From the entries below, count the lines with "dsaf". Write only the count.

*** LISTED ENTRIES

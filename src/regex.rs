// Copyright (c) 2018 Fabian Schuiki

//! Compilation of regular expressions into automata.
//!
//! Patterns are written as a linear string with `|` for union, `*` for
//! zero-or-more repetition, parentheses for grouping, and juxtaposition for
//! concatenation. A `/` marks the following character as a literal, so `/(`
//! matches an opening parenthesis and `//` matches a slash.
//!
//! The compiler works directly on slices of the pattern without building a
//! parse tree. Each step splits off the first operand (a single character or
//! a parenthesized group), looks at the operator that follows, and recurses on
//! the rest. Consequently union and concatenation associate to the right:
//! `ab|c` is read as `a(b|c)`. A `*` applies to the operand right before it.

use crate::error::PatternError;
use crate::nfa::Nfa;

/// The escape character.
pub const ESCAPE: char = '/';

/// A character of a pattern, after escapes have been resolved.
#[derive(Debug, Clone, Copy, PartialEq, Eq)]
enum Atom {
    Literal(char),
    Open,
    Close,
    Union,
    Star,
}

impl Atom {
    /// The character this atom matches when it appears as an operand.
    fn as_literal(self) -> char {
        match self {
            Atom::Literal(c) => c,
            Atom::Open => '(',
            Atom::Close => ')',
            Atom::Union => '|',
            Atom::Star => '*',
        }
    }
}

/// Compile a pattern into an NFA fragment.
pub fn compile(pattern: &str) -> Result<Nfa, PatternError> {
    let atoms = atomize(pattern)?;
    validate(pattern, &atoms)?;
    Ok(compile_atoms(&atoms))
}

/// Check whether a pattern is well-formed.
pub fn is_valid(pattern: &str) -> bool {
    atomize(pattern)
        .and_then(|atoms| validate(pattern, &atoms))
        .is_ok()
}

/// Split a pattern into atoms, resolving escapes.
fn atomize(pattern: &str) -> Result<Vec<Atom>, PatternError> {
    let mut atoms = Vec::with_capacity(pattern.len());
    let mut chars = pattern.chars();
    while let Some(c) = chars.next() {
        let atom = match c {
            ESCAPE => match chars.next() {
                Some(escaped) => Atom::Literal(escaped),
                None => {
                    return Err(PatternError::DanglingEscape {
                        pattern: pattern.into(),
                    })
                }
            },
            '(' => Atom::Open,
            ')' => Atom::Close,
            '|' => Atom::Union,
            '*' => Atom::Star,
            c => Atom::Literal(c),
        };
        atoms.push(atom);
    }
    Ok(atoms)
}

/// Ensure that the parentheses balance.
fn validate(pattern: &str, atoms: &[Atom]) -> Result<(), PatternError> {
    let mut depth = 0usize;
    for &atom in atoms {
        match atom {
            Atom::Open => depth += 1,
            Atom::Close if depth == 0 => {
                return Err(PatternError::Unbalanced {
                    pattern: pattern.into(),
                })
            }
            Atom::Close => depth -= 1,
            _ => (),
        }
    }
    if depth == 0 {
        Ok(())
    } else {
        Err(PatternError::Unbalanced {
            pattern: pattern.into(),
        })
    }
}

/// Find the index of the parenthesis closing the group opened at index 0.
fn matching_close(atoms: &[Atom]) -> Option<usize> {
    if atoms.first() != Some(&Atom::Open) {
        return None;
    }
    let mut depth = 0usize;
    for (index, &atom) in atoms.iter().enumerate() {
        match atom {
            Atom::Open => depth += 1,
            Atom::Close => {
                depth -= 1;
                if depth == 0 {
                    return Some(index);
                }
            }
            _ => (),
        }
    }
    None
}

/// The number of atoms making up the first operand of an expression.
fn first_operand_len(atoms: &[Atom]) -> usize {
    match matching_close(atoms) {
        Some(close) => close + 1,
        None => 1,
    }
}

/// Compile an operand: a single character or a parenthesized group.
fn compile_operand(operand: &[Atom]) -> Nfa {
    if operand.len() == 1 {
        Nfa::symbol(operand[0].as_literal())
    } else {
        compile_atoms(&operand[1..operand.len() - 1])
    }
}

/// Compile a balanced sequence of atoms.
///
/// The operands are collected left to right and then folded from the right,
/// which makes every operator right associative without recursing once per
/// operand.
fn compile_atoms(atoms: &[Atom]) -> Nfa {
    // Each operand with whether a union joins it to the rest.
    let mut chain: Vec<(Nfa, bool)> = Vec::new();
    let mut rest = atoms;
    let last = loop {
        if rest.is_empty() {
            break Nfa::empty();
        }
        let split = first_operand_len(rest);
        let mut operand = compile_operand(&rest[..split]);
        rest = &rest[split..];
        while rest.first() == Some(&Atom::Star) {
            operand = operand.star();
            rest = &rest[1..];
        }
        match rest.first() {
            None => break operand,
            Some(&Atom::Union) => {
                chain.push((operand, true));
                rest = &rest[1..];
            }
            Some(_) => chain.push((operand, false)),
        }
    };
    chain
        .into_iter()
        .rev()
        .fold(last, |acc, (operand, union)| {
            if union {
                operand.union(acc)
            } else {
                operand.concat(acc)
            }
        })
}

#[cfg(test)]
mod tests {
    use super::*;

    fn atoms(pattern: &str) -> Vec<Atom> {
        atomize(pattern).unwrap()
    }

    fn matches(pattern: &str, input: &str) -> bool {
        compile(pattern).unwrap().determinize().accepts(input)
    }

    #[test]
    fn validity() {
        assert!(!is_valid(")asdfdf("));
        assert!(!is_valid("((sdaffd)"));
        assert!(is_valid("(((dsaf)|sdf)sdf)"));
        assert!(is_valid("sadfa"));
        assert!(!is_valid("("));
        assert!(!is_valid(")"));
        assert!(is_valid("/("));
        assert!(is_valid("/)"));
        assert!(is_valid("/(/((a)b(c)/)"));
        assert!(!is_valid("ab/"));
    }

    #[test]
    fn compile_errors() {
        assert_eq!(
            compile("(a|b").unwrap_err(),
            PatternError::Unbalanced {
                pattern: "(a|b".into()
            }
        );
        assert_eq!(
            compile("a/").unwrap_err(),
            PatternError::DanglingEscape {
                pattern: "a/".into()
            }
        );
    }

    #[test]
    fn matching_parenthesis() {
        assert_eq!(matching_close(&atoms("((sdaffd))dasfdaf")), Some(9));
        assert_eq!(
            matching_close(&atoms("(((dsaf)|sdf)sdf)(sdafdfadsf)")),
            Some(16)
        );
        assert_eq!(matching_close(&atoms("sadfa")), None);
        // Escaped brackets count as one atom each.
        assert_eq!(matching_close(&atoms("(/[,/])")), Some(4));
        assert_eq!(matching_close(&atoms("/(()abc")), None);
    }

    #[test]
    fn first_operand() {
        assert_eq!(first_operand_len(&atoms("s|f")), 1);
        assert_eq!(first_operand_len(&atoms("(a|f)(c|d)*")), 5);
        assert_eq!(first_operand_len(&atoms("(sdfsdf)*")), 8);
        assert_eq!(first_operand_len(&atoms("/(sdfsdf/)")), 1);
        assert_eq!(first_operand_len(&atoms("(sdf/|/*abc)|(cdf)")), 10);
    }

    #[test]
    fn union_concat_star() {
        assert!(matches("a|b", "a"));
        assert!(matches("a|b", "b"));
        assert!(!matches("a|b", "ab"));
        assert!(matches("abc", "abc"));
        assert!(!matches("abc", "ab"));
        assert!(matches("a*", ""));
        assert!(matches("a*", "aaaa"));
        assert!(matches("a(b|c)*", "abccbbc"));
        assert!(!matches("a(b|c)*", "abccdfdf"));
    }

    #[test]
    fn star_followed_by_more() {
        assert!(matches("(ab)*c", "ababc"));
        assert!(matches("(ab)*c", "c"));
        assert!(!matches("(ab)*c", "abab"));
        assert!(matches("a*|b", "b"));
        assert!(matches("a*|b", "aa"));
    }

    #[test]
    fn right_associative_union() {
        // ab|c is a(b|c)
        assert!(matches("ab|c", "ab"));
        assert!(matches("ab|c", "ac"));
        assert!(!matches("ab|c", "c"));
    }

    #[test]
    fn escapes_and_operator_literals() {
        assert!(matches("/(a/)", "(a)"));
        assert!(matches("/*", "*"));
        assert!(matches("*", "*"));
        assert!(matches("+", "+"));
        assert!(matches("a/|b", "a|b"));
        assert!(matches("//", "/"));
    }

    #[test]
    fn groups() {
        assert!(matches("(0|1|2|3)(0|1|2|3)*", "1231"));
        assert!(!matches("(0|1|2|3)(0|1|2|3)*", ""));
        assert!(matches("( )( )*", "   "));
        assert!(matches("x(a)(b)", "xab"));
        assert!(matches("()", ""));
        assert!(matches("((a|b))*", "abba"));
    }

    #[test]
    fn trailing_union_matches_empty() {
        assert!(matches("a|", ""));
        assert!(matches("a|", "a"));
        assert!(matches("ab|", "a"));
        assert!(!matches("ab|", ""));
    }

    #[test]
    fn long_patterns() {
        let word = "a".repeat(5000);
        let mut dfa = compile(&word).unwrap().determinize();
        assert!(dfa.accepts(&word));
        assert!(!dfa.accepts(&word[1..]));

        let alternatives = format!("{}y", "x|".repeat(2000));
        assert!(matches(&alternatives, "x"));
        assert!(matches(&alternatives, "y"));
        assert!(!matches(&alternatives, "xy"));

        let groups = "(a|b)".repeat(2000);
        let input: String = (0..2000).map(|i| if i % 3 == 0 { 'b' } else { 'a' }).collect();
        assert!(matches(&groups, &input));
        assert!(!matches(&groups, &input[1..]));
    }
}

******

ANSWER AREA: 2